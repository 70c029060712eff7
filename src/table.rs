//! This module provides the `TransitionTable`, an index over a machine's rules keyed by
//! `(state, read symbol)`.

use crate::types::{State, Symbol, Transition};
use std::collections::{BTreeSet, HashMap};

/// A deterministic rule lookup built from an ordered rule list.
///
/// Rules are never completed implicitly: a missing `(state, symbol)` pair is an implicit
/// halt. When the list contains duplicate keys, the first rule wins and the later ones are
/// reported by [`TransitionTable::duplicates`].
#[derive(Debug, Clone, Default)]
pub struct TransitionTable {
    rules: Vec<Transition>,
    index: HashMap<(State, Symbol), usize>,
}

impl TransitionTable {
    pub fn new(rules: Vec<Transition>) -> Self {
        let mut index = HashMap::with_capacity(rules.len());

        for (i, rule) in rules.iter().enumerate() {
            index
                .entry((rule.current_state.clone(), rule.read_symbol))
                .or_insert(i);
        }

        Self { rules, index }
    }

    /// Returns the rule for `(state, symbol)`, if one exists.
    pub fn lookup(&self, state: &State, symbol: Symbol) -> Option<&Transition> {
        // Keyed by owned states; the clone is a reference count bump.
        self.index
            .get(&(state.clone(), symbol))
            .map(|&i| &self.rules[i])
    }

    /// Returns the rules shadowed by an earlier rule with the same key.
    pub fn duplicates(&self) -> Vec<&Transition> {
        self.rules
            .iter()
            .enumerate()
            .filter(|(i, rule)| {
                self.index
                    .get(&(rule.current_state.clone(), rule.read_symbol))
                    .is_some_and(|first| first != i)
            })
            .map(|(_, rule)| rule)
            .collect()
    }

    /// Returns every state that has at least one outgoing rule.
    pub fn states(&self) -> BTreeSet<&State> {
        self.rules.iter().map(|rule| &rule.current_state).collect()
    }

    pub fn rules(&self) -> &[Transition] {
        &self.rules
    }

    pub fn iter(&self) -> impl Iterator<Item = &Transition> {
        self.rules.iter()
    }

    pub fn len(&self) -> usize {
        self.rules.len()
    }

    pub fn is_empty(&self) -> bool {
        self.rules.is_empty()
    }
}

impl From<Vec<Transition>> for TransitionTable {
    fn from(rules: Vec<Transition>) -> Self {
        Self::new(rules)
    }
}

■ ■ ■ ■ ■ ■ ■

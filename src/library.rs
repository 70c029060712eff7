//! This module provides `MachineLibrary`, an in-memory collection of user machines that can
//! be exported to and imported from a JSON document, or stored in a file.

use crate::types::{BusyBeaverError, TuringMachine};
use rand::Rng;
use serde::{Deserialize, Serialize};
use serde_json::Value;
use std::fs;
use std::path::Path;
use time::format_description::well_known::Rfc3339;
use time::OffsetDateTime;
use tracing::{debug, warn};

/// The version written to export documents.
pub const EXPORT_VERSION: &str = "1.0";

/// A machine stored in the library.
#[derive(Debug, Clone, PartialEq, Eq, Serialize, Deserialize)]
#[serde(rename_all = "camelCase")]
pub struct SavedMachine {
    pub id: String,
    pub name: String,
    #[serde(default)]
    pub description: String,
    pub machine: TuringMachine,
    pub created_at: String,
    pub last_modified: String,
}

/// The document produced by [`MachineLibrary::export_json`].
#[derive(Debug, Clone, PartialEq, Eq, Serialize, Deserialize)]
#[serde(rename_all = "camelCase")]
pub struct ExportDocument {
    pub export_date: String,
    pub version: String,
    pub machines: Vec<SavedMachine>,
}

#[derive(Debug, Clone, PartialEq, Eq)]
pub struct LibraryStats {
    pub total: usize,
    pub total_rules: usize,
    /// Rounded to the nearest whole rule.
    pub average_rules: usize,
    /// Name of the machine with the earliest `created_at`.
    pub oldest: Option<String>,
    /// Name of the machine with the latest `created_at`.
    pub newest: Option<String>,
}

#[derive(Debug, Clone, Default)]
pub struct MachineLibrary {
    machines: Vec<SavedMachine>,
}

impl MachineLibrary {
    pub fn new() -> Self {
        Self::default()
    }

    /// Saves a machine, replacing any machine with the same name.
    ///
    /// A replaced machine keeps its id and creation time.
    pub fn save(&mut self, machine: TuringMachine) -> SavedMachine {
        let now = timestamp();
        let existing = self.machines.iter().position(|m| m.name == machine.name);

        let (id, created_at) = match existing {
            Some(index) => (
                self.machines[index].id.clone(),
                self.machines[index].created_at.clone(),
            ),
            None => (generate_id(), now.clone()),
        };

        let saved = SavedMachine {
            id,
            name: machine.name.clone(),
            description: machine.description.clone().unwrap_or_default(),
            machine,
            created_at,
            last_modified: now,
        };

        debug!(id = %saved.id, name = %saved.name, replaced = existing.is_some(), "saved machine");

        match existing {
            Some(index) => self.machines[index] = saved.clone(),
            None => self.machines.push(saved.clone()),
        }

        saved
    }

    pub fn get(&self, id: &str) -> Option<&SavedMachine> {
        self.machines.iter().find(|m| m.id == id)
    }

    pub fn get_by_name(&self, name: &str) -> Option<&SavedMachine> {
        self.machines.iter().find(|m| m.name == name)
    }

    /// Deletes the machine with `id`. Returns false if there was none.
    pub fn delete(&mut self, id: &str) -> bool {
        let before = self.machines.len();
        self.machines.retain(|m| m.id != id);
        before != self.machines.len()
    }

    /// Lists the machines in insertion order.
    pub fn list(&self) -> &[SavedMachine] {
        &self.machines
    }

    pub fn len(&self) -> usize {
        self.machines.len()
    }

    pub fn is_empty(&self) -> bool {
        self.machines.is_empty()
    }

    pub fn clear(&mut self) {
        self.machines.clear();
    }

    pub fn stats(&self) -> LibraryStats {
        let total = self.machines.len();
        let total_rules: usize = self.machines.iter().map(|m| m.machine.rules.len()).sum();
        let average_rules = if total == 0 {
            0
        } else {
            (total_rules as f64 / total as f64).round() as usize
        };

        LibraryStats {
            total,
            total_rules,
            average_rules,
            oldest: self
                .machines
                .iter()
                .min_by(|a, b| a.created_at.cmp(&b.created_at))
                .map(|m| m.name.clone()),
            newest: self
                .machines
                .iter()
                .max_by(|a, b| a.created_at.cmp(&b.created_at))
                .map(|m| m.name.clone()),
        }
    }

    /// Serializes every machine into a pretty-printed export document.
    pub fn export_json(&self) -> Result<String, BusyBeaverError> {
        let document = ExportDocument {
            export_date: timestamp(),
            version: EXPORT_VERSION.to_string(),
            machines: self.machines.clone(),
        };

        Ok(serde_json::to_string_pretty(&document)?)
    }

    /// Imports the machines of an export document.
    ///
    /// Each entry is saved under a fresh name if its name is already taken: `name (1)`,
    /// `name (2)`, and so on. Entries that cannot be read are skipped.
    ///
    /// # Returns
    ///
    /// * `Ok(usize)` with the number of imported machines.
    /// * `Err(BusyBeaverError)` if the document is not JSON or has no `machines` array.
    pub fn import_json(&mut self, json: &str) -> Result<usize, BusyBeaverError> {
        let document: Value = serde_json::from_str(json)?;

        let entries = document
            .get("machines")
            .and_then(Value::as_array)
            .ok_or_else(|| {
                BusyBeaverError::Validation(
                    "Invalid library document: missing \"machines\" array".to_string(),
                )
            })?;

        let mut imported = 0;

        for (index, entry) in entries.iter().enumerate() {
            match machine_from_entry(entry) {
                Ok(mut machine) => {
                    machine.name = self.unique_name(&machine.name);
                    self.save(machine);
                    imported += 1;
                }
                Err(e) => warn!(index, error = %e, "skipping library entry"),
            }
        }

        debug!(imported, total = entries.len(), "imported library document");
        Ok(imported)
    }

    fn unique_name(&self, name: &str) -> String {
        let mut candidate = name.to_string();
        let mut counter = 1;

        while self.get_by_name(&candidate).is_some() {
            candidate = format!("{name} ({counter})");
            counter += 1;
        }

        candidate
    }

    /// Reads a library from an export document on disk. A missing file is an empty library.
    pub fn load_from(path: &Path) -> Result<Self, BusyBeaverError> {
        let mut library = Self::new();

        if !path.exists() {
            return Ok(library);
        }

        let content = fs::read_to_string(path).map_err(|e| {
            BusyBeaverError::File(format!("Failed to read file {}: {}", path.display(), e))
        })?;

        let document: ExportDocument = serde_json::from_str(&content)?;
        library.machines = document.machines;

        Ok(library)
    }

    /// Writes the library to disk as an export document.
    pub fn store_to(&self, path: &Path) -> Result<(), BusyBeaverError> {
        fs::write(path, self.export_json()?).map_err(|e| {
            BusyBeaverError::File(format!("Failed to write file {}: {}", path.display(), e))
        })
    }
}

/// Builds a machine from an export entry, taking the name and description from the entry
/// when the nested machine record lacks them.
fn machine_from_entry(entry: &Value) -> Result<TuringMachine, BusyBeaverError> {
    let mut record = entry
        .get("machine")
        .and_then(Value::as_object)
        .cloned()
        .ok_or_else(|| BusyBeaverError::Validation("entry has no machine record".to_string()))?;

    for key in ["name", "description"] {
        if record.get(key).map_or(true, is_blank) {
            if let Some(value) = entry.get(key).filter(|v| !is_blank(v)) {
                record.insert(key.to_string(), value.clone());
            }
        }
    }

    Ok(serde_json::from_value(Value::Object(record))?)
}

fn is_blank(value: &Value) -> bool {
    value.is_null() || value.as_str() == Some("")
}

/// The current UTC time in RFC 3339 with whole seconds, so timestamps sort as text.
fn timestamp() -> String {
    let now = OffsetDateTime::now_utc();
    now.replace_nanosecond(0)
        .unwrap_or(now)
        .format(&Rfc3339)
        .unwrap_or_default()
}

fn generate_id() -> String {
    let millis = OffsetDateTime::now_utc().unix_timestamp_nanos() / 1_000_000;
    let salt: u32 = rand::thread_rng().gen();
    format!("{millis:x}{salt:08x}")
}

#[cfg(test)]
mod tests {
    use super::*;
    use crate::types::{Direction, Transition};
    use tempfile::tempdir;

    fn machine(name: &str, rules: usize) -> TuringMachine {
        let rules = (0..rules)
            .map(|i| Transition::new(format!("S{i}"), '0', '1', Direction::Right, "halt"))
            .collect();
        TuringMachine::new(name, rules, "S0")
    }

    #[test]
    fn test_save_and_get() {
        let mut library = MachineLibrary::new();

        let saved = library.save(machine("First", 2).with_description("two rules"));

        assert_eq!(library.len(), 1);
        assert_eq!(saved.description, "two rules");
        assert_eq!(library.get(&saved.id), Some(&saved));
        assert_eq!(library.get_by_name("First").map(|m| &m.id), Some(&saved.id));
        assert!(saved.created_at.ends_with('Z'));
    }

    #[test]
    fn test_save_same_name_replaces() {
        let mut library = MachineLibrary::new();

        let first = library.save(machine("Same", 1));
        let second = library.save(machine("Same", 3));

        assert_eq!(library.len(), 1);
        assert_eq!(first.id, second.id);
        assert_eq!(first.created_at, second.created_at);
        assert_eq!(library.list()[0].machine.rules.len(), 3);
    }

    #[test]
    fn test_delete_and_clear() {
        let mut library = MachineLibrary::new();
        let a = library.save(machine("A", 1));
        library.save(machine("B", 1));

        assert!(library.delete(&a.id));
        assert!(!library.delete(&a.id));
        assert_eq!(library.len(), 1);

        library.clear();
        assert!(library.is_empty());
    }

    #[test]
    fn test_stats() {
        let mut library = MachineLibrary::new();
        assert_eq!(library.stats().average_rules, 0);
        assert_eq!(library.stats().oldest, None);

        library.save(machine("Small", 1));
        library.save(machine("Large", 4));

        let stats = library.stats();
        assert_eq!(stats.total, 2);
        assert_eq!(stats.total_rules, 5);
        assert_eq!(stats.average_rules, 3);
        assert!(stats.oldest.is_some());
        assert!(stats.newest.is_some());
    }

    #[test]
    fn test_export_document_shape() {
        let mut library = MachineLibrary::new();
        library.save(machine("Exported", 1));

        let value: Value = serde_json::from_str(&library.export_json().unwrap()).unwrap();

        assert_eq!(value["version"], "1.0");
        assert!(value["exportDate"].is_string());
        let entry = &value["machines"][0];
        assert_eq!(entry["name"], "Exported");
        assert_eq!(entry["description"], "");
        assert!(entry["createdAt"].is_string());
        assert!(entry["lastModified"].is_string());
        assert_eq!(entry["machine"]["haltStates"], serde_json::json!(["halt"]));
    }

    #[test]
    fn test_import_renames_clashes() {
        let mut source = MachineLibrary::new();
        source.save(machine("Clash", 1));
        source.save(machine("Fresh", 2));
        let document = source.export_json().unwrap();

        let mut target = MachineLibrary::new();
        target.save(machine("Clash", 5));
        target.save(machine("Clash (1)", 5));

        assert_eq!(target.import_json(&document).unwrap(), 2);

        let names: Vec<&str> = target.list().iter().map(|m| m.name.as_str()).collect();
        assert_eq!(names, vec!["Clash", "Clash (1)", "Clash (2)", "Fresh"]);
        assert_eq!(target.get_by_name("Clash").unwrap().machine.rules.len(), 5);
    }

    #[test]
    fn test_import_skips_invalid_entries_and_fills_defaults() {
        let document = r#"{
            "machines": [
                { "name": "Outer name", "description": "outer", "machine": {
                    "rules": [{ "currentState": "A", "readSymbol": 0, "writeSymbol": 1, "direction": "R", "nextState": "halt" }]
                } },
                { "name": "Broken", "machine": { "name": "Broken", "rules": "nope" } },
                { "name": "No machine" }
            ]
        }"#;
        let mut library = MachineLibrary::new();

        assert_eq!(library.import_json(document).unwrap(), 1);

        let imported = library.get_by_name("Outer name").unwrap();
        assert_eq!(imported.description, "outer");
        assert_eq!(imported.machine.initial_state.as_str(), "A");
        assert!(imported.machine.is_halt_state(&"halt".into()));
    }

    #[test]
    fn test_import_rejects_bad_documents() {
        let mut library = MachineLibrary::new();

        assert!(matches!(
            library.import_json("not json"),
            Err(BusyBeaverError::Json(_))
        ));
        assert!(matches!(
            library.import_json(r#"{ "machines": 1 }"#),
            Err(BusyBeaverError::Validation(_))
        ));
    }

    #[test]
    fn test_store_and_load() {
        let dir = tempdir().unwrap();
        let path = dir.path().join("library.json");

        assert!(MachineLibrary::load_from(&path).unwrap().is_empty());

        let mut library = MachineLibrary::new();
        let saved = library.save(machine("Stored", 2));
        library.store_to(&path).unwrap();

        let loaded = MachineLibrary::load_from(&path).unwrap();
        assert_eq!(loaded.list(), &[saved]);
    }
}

■ ■ ■ ■ ■ ■ ■

**The task**
Reproduce all lines from the records above that include the word "counter".

**Solution to the problem**
        let mut counter = 1;
            candidate = format!("{name} ({counter})");
            counter += 1;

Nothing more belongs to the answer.